## Exercise requirements
All of the entries should be returned without a single change.

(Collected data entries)
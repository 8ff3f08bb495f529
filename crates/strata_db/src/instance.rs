//! Cell and module instances.

use crate::{CellKey, ModuleKey, NetKey, PinKey};
use serde::{Deserialize, Serialize};
use strata_common::{Coord64, Named, Orientation};

/// What an instance instantiates.
#[derive(Debug, Clone, Copy, PartialEq, Eq, Serialize, Deserialize)]
pub enum InstanceType {
    /// Instance of an abstract (LEF-only) cell.
    Abstract,
    /// Instance of a library cell.
    Cell,
    /// Instance of a module (hierarchy).
    Module,
    /// Top-level port marker, bound to a `__INPIN`/`__OUTPIN`/`__IOPIN`
    /// pseudo-cell.
    Pin,
    /// Net connector realizing a Verilog `assign`, bound to `__NETCON`.
    NetCon,
}

/// Reference from an instance to its archetype.
#[derive(Debug, Clone, Copy, PartialEq, Eq, Serialize, Deserialize)]
pub enum Archetype {
    /// A cell in the [`CellLib`](crate::CellLib).
    Cell(CellKey),
    /// A module in the [`ModuleLib`](crate::ModuleLib).
    Module(ModuleKey),
}

/// Placement state of an instance.
#[derive(Debug, Clone, Copy, Default, PartialEq, Eq, Serialize, Deserialize)]
pub enum PlacementStatus {
    /// State unknown.
    Undefined,
    /// Excluded from placement.
    Ignore,
    /// Not yet placed.
    #[default]
    Unplaced,
    /// Placed and movable.
    Placed,
    /// Placed and pinned down (pads, pre-placed macros).
    PlacedAndFixed,
}

/// An instantiation of a cell or module inside a netlist.
///
/// The pin-to-net table is private: it is sized to the archetype's pin count
/// at construction and kept consistent with the nets' connection lists by
/// [`Netlist::connect`](crate::Netlist::connect).
#[derive(Debug, Clone, Serialize, Deserialize)]
pub struct Instance {
    /// Instance name, unique within its netlist.
    pub name: String,
    /// What kind of archetype this instantiates.
    pub itype: InstanceType,
    /// The archetype reference.
    pub archetype: Archetype,
    /// Lower-left position in nm.
    pub pos: Coord64,
    /// Placement orientation.
    pub orientation: Orientation,
    /// Placement state.
    pub status: PlacementStatus,
    pin_to_net: Vec<Option<NetKey>>,
}

impl Instance {
    /// Creates an instance with `pin_count` unconnected pins.
    pub fn new(
        name: impl Into<String>,
        itype: InstanceType,
        archetype: Archetype,
        pin_count: usize,
    ) -> Self {
        Self {
            name: name.into(),
            itype,
            archetype,
            pos: Coord64::default(),
            orientation: Orientation::R0,
            status: PlacementStatus::Unplaced,
            pin_to_net: vec![None; pin_count],
        }
    }

    /// True when the instance is placed and pinned down.
    pub fn is_fixed(&self) -> bool {
        self.status == PlacementStatus::PlacedAndFixed
    }

    /// True when the instance is placed (fixed or movable).
    pub fn is_placed(&self) -> bool {
        matches!(
            self.status,
            PlacementStatus::Placed | PlacementStatus::PlacedAndFixed
        )
    }

    /// Number of pins.
    pub fn pin_count(&self) -> usize {
        self.pin_to_net.len()
    }

    /// The net connected to the given pin, if any.
    pub fn pin_net(&self, pin: PinKey) -> Option<NetKey> {
        self.pin_to_net
            .get(pin.as_raw() as usize)
            .copied()
            .flatten()
    }

    /// Sets (or clears) the net entry of a pin. Returns `false` when the
    /// pin index is out of range.
    pub(crate) fn set_pin_net(&mut self, pin: PinKey, net: Option<NetKey>) -> bool {
        match self.pin_to_net.get_mut(pin.as_raw() as usize) {
            Some(slot) => {
                *slot = net;
                true
            }
            None => false,
        }
    }

    /// Iterates `(pin, connected net)` over all pins in pin order.
    pub fn connections(&self) -> impl Iterator<Item = (PinKey, Option<NetKey>)> + '_ {
        self.pin_to_net
            .iter()
            .enumerate()
            .map(|(i, net)| (PinKey::from_raw(i as u32), *net))
    }
}

impl Named for Instance {
    fn name(&self) -> &str {
        &self.name
    }
}

#[cfg(test)]
mod tests {
    use super::*;

    fn instance() -> Instance {
        Instance::new(
            "u1",
            InstanceType::Cell,
            Archetype::Cell(CellKey::from_raw(0)),
            2,
        )
    }

    #[test]
    fn status_predicates() {
        let mut ins = instance();
        assert!(!ins.is_placed());
        assert!(!ins.is_fixed());
        ins.status = PlacementStatus::Placed;
        assert!(ins.is_placed());
        assert!(!ins.is_fixed());
        ins.status = PlacementStatus::PlacedAndFixed;
        assert!(ins.is_placed());
        assert!(ins.is_fixed());
    }

    #[test]
    fn pin_table_bounds() {
        let mut ins = instance();
        let net = NetKey::from_raw(7);
        assert!(ins.set_pin_net(PinKey::from_raw(1), Some(net)));
        assert_eq!(ins.pin_net(PinKey::from_raw(1)), Some(net));
        assert_eq!(ins.pin_net(PinKey::from_raw(0)), None);
        assert!(!ins.set_pin_net(PinKey::from_raw(2), Some(net)));
        assert_eq!(ins.pin_net(PinKey::from_raw(9)), None);
    }

    #[test]
    fn connections_iterate_in_pin_order() {
        let mut ins = instance();
        ins.set_pin_net(PinKey::from_raw(0), Some(NetKey::from_raw(3)));
        let conns: Vec<_> = ins.connections().collect();
        assert_eq!(conns.len(), 2);
        assert_eq!(conns[0].1, Some(NetKey::from_raw(3)));
        assert_eq!(conns[1].1, None);
    }
}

## Result of this exercise
repository 8ff3f08bb495f529
filename crates/strata_db/src/instance.rs
//! Cell and module instances.

use crate::{CellKey, ModuleKey, NetKey, PinKey};
use serde::{Deserialize, Serialize};
use strata_common::{Coord64, Named, Orientation};

/// What an instance instantiates.
#[derive(Debug, Clone, Copy, PartialEq, Eq, Serialize, Deserialize)]
pub enum InstanceType {
    /// Instance of an abstract (LEF-only) cell.
    Abstract,
    /// Instance of a library cell.
    Cell,
    /// Instance of a module (hierarchy).
    Module,
    /// Top-level port marker, bound to a `__INPIN`/`__OUTPIN`/`__IOPIN`
    /// pseudo-cell.
    Pin,
    /// Net connector realizing a Verilog `assign`, bound to `__NETCON`.
    NetCon,
}

/// Reference from an instance to its archetype.
#[derive(Debug, Clone, Copy, PartialEq, Eq, Serialize, Deserialize)]
pub enum Archetype {
    /// A cell in the [`CellLib`](crate::CellLib).
    Cell(CellKey),
    /// A module in the [`ModuleLib`](crate::ModuleLib).
    Module(ModuleKey),
}

/// Placement state of an instance.
#[derive(Debug, Clone, Copy, Default, PartialEq, Eq, Serialize, Deserialize)]
pub enum PlacementStatus {
    /// State unknown.
    Undefined,
    /// Excluded from placement.
    Ignore,
    /// Not yet placed.
    #[default]
    Unplaced,
    /// Placed and movable.
    Placed,
    /// Placed and pinned down (pads, pre-placed macros).
    PlacedAndFixed,
}

/// An instantiation of a cell or module inside a netlist.
///
/// The pin-to-net table is private: it is sized to the archetype's pin count
/// at construction and kept consistent with the nets' connection lists by
/// [`Netlist::connect`](crate::Netlist::connect).
#[derive(Debug, Clone, Serialize, Deserialize)]
pub struct Instance {
    /// Instance name, unique within its netlist.
    pub name: String,
    /// What kind of archetype this instantiates.
    pub itype: InstanceType,
    /// The archetype reference.
    pub archetype: Archetype,
    /// Lower-left position in nm.
    pub pos: Coord64,
    /// Placement orientation.
    pub orientation: Orientation,
    /// Placement state.
    pub status: PlacementStatus,
    pin_to_net: Vec<Option<NetKey>>,
}

impl Instance {
    /// Creates an instance with `pin_count` unconnected pins.
    pub fn new(
        name: impl Into<String>,
        itype: InstanceType,
        archetype: Archetype,
        pin_count: usize,
    ) -> Self {
        Self {
            name: name.into(),
            itype,
            archetype,
            pos: Coord64::default(),
            orientation: Orientation::R0,
            status: PlacementStatus::Unplaced,
            pin_to_net: vec![None; pin_count],
        }
    }

    /// True when the instance is placed and pinned down.
    pub fn is_fixed(&self) -> bool {
        self.status == PlacementStatus::PlacedAndFixed
    }

    /// True when the instance is placed (fixed or movable).
    pub fn is_placed(&self) -> bool {
        matches!(
            self.status,
            PlacementStatus::Placed | PlacementStatus::PlacedAndFixed
        )
    }

    /// Number of pins.
    pub fn pin_count(&self) -> usize {
        self.pin_to_net.len()
    }

    /// The net connected to the given pin, if any.
    pub fn pin_net(&self, pin: PinKey) -> Option<NetKey> {
        self.pin_to_net
            .get(pin.as_raw() as usize)
            .copied()
            .flatten()
    }

    /// Sets (or clears) the net entry of a pin. Returns `false` when the
    /// pin index is out of range.
    pub(crate) fn set_pin_net(&mut self, pin: PinKey, net: Option<NetKey>) -> bool {
        match self.pin_to_net.get_mut(pin.as_raw() as usize) {
            Some(slot) => {
                *slot = net;
                true
            }
            None => false,
        }
    }

    /// Iterates `(pin, connected net)` over all pins in pin order.
    pub fn connections(&self) -> impl Iterator<Item = (PinKey, Option<NetKey>)> + '_ {
        self.pin_to_net
            .iter()
            .enumerate()
            .map(|(i, net)| (PinKey::from_raw(i as u32), *net))
    }
}

impl Named for Instance {
    fn name(&self) -> &str {
        &self.name
    }
}

#[cfg(test)]
mod tests {
    use super::*;

    fn instance() -> Instance {
        Instance::new(
            "u1",
            InstanceType::Cell,
            Archetype::Cell(CellKey::from_raw(0)),
            2,
        )
    }

    #[test]
    fn status_predicates() {
        let mut ins = instance();
        assert!(!ins.is_placed());
        assert!(!ins.is_fixed());
        ins.status = PlacementStatus::Placed;
        assert!(ins.is_placed());
        assert!(!ins.is_fixed());
        ins.status = PlacementStatus::PlacedAndFixed;
        assert!(ins.is_placed());
        assert!(ins.is_fixed());
    }

    #[test]
    fn pin_table_bounds() {
        let mut ins = instance();
        let net = NetKey::from_raw(7);
        assert!(ins.set_pin_net(PinKey::from_raw(1), Some(net)));
        assert_eq!(ins.pin_net(PinKey::from_raw(1)), Some(net));
        assert_eq!(ins.pin_net(PinKey::from_raw(0)), None);
        assert!(!ins.set_pin_net(PinKey::from_raw(2), Some(net)));
        assert_eq!(ins.pin_net(PinKey::from_raw(9)), None);
    }

    #[test]
    fn connections_iterate_in_pin_order() {
        let mut ins = instance();
        ins.set_pin_net(PinKey::from_raw(0), Some(NetKey::from_raw(3)));
        let conns: Vec<_> = ins.connections().collect();
        assert_eq!(conns.len(), 2);
        assert_eq!(conns[0].1, Some(NetKey::from_raw(3)));
        assert_eq!(conns[1].1, None);
    }
}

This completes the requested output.